After the successful initial SeaweedFS deployment on the Pi 4B nodes (fenn and karstark), a significant hardware upgrade opportunity arose. Four new Raspberry Pi 5 nodes with 1TB NVMe SSDs had joined the cluster: Manderly, Norcross, Oakheart, and Payne. This chapter chronicles the complete migration of the SeaweedFS distributed storage system to these more powerful nodes and the resolution of critical clustering issues that enabled full Kubernetes CSI integration.

The New Hardware Foundation

Meet the Storage Powerhouses

The four new Pi 5 nodes represent a massive upgrade in storage capacity and performance:

  • Manderly (10.4.0.22) - 1TB NVMe SSD via PCIe
  • Norcross (10.4.0.23) - 1TB NVMe SSD via PCIe
  • Oakheart (10.4.0.24) - 1TB NVMe SSD via PCIe
  • Payne (10.4.0.25) - 1TB NVMe SSD via PCIe

Total Raw Capacity: 4TB across four nodes (vs. ~1TB across two Pi 4B nodes)
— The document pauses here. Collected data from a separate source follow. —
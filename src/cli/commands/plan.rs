//! Write reload task files for a change list

use std::path::Path;

use crate::cli::app::ReportArgs;
use nestreload::config::ReloadConfig;
use nestreload::output::{OperationResult, OutputMode};
use nestreload::workflows::Reloader;

/// Build the work lists and report the outcome
pub fn plan(
    config: &ReloadConfig,
    changes: &Path,
    report: &ReportArgs,
    output: &Path,
    clean: bool,
    mode: OutputMode,
) -> anyhow::Result<()> {
    let mut config = config.clone();
    config.output.clear_stale |= clean;

    let reloader = Reloader::new(config);
    match reloader.build_work_lists(changes, report.source()?, output) {
        Ok(outcome) => {
            outcome.render(mode);
            if !outcome.status {
                std::process::exit(1);
            }
            Ok(())
        },
        Err(e) => {
            if mode == OutputMode::Json {
                OperationResult {
                    success: false,
                    message: e.to_string(),
                }
                .render(mode);
            }
            Err(e.into())
        },
    }
}
//! Adapter implementations for port traits
//!
//! This module contains concrete implementations that handle I/O:
//!
//! - `report/` - tab-separated family report and change list loading
//! - `task_file/` - one task file per reload pass

pub mod report;
pub mod task_file;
Performance Characteristics

The Pi 5 + NVMe combination delivers substantial improvements:

  • Storage Interface: PCIe NVMe vs. USB 3.0 SSD
  • Sequential Read/Write: ~400MB/s vs. ~100MB/s
  • Random IOPS: 10x improvement for small file operations
  • CPU Performance: Cortex-A76 vs. Cortex-A72 cores
  • Memory: 8GB LPDDR4X vs. 4GB on old nodes

Migration Strategy

Cluster Topology Decision

Rather than attempt in-place migration, the decision was made to completely rebuild the SeaweedFS cluster on the new hardware. This approach provided:

  1. Clean Architecture: No legacy configuration artifacts
  2. Improved Topology: Optimize for 4-node distributed storage
  3. Zero Downtime: Keep old cluster running during migration
  4. Rollback Safety: Ability to revert if issues arose

Node Role Assignment

The four Pi 5 nodes were configured with hybrid roles to maximize both performance and fault tolerance:

  • Masters: Manderly, Norcross, Oakheart (3-node Raft consensus)
  • Volume Servers: All four nodes (maximizing storage capacity)
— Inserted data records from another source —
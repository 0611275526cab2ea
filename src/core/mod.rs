//! Core domain logic for nestreload
//!
//! This module contains pure business logic with no I/O dependencies.
//! Writing task files is abstracted through a port trait.
//!
//! ## Architecture
//!
//! - `models/` - Domain types (families, plans, outcomes)
//! - `services/` - Host resolution, level building, missing/circular detection
//! - `ports/` - Trait definitions for external dependencies

pub mod models;
pub mod ports;
pub mod services;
This design provides proper Raft consensus with an odd number of masters while utilizing all available storage capacity.

The Critical Discovery: Raft Consensus Requirements

The Leadership Election Problem

The initial migration attempt using all four nodes as masters immediately revealed a fundamental issue:

F0804 21:16:33.246267 master.go:285 Only odd number of masters are supported:
[10.4.0.22:9333 10.4.0.23:9333 10.4.0.24:9333 10.4.0.25:9333]

SeaweedFS requires an odd number of masters for Raft consensus. This is a fundamental requirement of distributed consensus algorithms to avoid split-brain scenarios where no majority can be established.
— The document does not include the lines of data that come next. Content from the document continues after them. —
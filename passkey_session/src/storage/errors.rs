use thiserror::Error;

#[derive(Debug, Error)]
pub enum StorageError {
    #[error("Redis error: {0}")]
    Redis(#[from] redis::RedisError),

    #[error("Serde error: {0}")]
    Serde(#[from] serde_json::Error),
}
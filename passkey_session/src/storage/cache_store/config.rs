use std::{env, sync::LazyLock};
use tokio::sync::Mutex;

use super::types::{CacheStore, InMemoryCacheStore, RedisCacheStore};

static GENERIC_CACHE_STORE_TYPE: LazyLock<String> = LazyLock::new(|| {
    env::var("GENERIC_CACHE_STORE_TYPE").unwrap_or_else(|_| "memory".to_string())
});

static GENERIC_CACHE_STORE_URL: LazyLock<Option<String>> =
    LazyLock::new(|| env::var("GENERIC_CACHE_STORE_URL").ok());

pub(crate) static GENERIC_CACHE_STORE: LazyLock<Mutex<Box<dyn CacheStore>>> = LazyLock::new(|| {
    let store_type = GENERIC_CACHE_STORE_TYPE.as_str();

    tracing::info!("Initializing cache store with type: {}", store_type);

    let store: Box<dyn CacheStore> = match store_type {
        "memory" => Box::new(InMemoryCacheStore::new()),
        "redis" => {
            let store_url = GENERIC_CACHE_STORE_URL
                .as_deref()
                .expect("GENERIC_CACHE_STORE_URL must be set for the redis cache store");
            let client = match redis::Client::open(store_url) {
                Ok(client) => client,
                Err(e) => {
                    tracing::error!("Failed to create Redis client: {}", e);
                    panic!("Failed to create Redis client: {e}");
                }
            };
            // Connectivity is verified by storage::init() at startup
            Box::new(RedisCacheStore { client })
        }
        t => panic!("Unsupported cache store type: {t}. Supported types are 'memory' and 'redis'"),
    };

    Mutex::new(store)
});
use async_trait::async_trait;
use std::collections::HashMap;

use crate::storage::errors::StorageError;
use crate::storage::types::CacheData;

pub(crate) struct InMemoryCacheStore {
    pub(super) entry: HashMap<String, CacheData>,
}

pub(crate) struct RedisCacheStore {
    pub(super) client: redis::Client,
}

#[async_trait]
pub(crate) trait CacheStore: Send + Sync + 'static {
    /// Initialize the store. This is called when the store is created.
    async fn init(&self) -> Result<(), StorageError>;

    /// Put an entry into the store with a TTL in seconds.
    async fn put_with_ttl(
        &mut self,
        prefix: &str,
        key: &str,
        value: CacheData,
        ttl: usize,
    ) -> Result<(), StorageError>;

    /// Put an entry into the store only if the key is not already present.
    /// Returns true if the entry was stored, false if the key already existed.
    async fn put_if_not_exists(
        &mut self,
        prefix: &str,
        key: &str,
        value: CacheData,
        ttl: usize,
    ) -> Result<bool, StorageError>;

    /// Get an entry from the store.
    async fn get(&self, prefix: &str, key: &str) -> Result<Option<CacheData>, StorageError>;

    /// Remove an entry from the store.
    async fn remove(&mut self, prefix: &str, key: &str) -> Result<(), StorageError>;
}
//! Combined router for the passkey and session endpoints

use axum::Router;
use tower_http::LatencyUnit;
use tower_http::trace::{DefaultMakeSpan, DefaultOnRequest, DefaultOnResponse, TraceLayer};
use tracing::Level;

use passkey_session::PASSKEY_ROUTE_PREFIX;

/// Build the full authentication router:
/// - `{PASSKEY_ROUTE_PREFIX}/register/…`, `…/authenticate/…`, `…/list`,
///   `…/delete`
/// - `/session/create`
pub fn passkey_session_router() -> Router {
    passkey_session_router_no_trace().layer(
        TraceLayer::new_for_http()
            .make_span_with(DefaultMakeSpan::new().level(Level::INFO))
            .on_request(DefaultOnRequest::new().level(Level::INFO))
            .on_response(
                DefaultOnResponse::new()
                    .level(Level::INFO)
                    .latency_unit(LatencyUnit::Millis),
            ),
    )
}

/// Same router without the HTTP tracing middleware, for applications that
/// install their own.
pub fn passkey_session_router_no_trace() -> Router {
    Router::new()
        .nest(PASSKEY_ROUTE_PREFIX.as_str(), super::passkey::router())
        .nest("/session", super::session::router())
}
The Mathematics of Consensus

With 4 masters:

  • Split scenarios: 2-2 splits prevent majority formation
  • Leadership impossible: No node can achieve >50% votes
  • Cluster paralysis: "Leader not selected yet" errors continuously

With 3 masters:

  • Majority possible: 2 out of 3 can form majority
  • Fault tolerance: 1 node failure still allows operation
  • Clear leadership: Proper Raft election cycles

Infrastructure Template Updates

Fixing Hardcoded Configurations

The migration revealed template issues that needed correction:

Dynamic Peer Discovery

# Before (hardcoded)
-peers=fenn:9333,karstark:9333

# After (dynamic)
-peers={% for host in groups['seaweedfs'] %}{{ host }}:9333{% if not loop.last %},{% endif %}{% endfor %}

Consul Service Template Fix

{
  "peer_addresses": "{% for host in groups['seaweedfs'] %}{{ host }}:9333{% if not loop.last %},{% endif %}{% endfor %}"
}

Removing Problematic Parameters

The -ip= parameter in master service templates was causing duplicate peer entries:

# Problematic configuration
ExecStart=/usr/local/bin/weed master \
    -port=9333 \
    -mdir=/mnt/seaweedfs-nvme/master \
    -peers=manderly:9333,norcross:9333,oakheart:9333 \
    -ip=10.4.0.22 \                    # <-- This caused duplicates
    -raftHashicorp=true

# Clean configuration
ExecStart=/usr/local/bin/weed master \
    -port=9333 \
    -mdir=/mnt/seaweedfs-nvme/master \
    -peers=manderly:9333,norcross:9333,oakheart:9333 \
    -raftHashicorp=true

Kubernetes CSI Integration Challenge

The DNS Resolution Problem

With the SeaweedFS cluster running on bare metal and Kubernetes CSI components running in pods, a networking challenge emerged:

Problem: Kubernetes pods couldn't resolve SeaweedFS node hostnames because they exist outside the cluster DNS.

Solution: Kubernetes Services with explicit Endpoints to bridge the DNS gap.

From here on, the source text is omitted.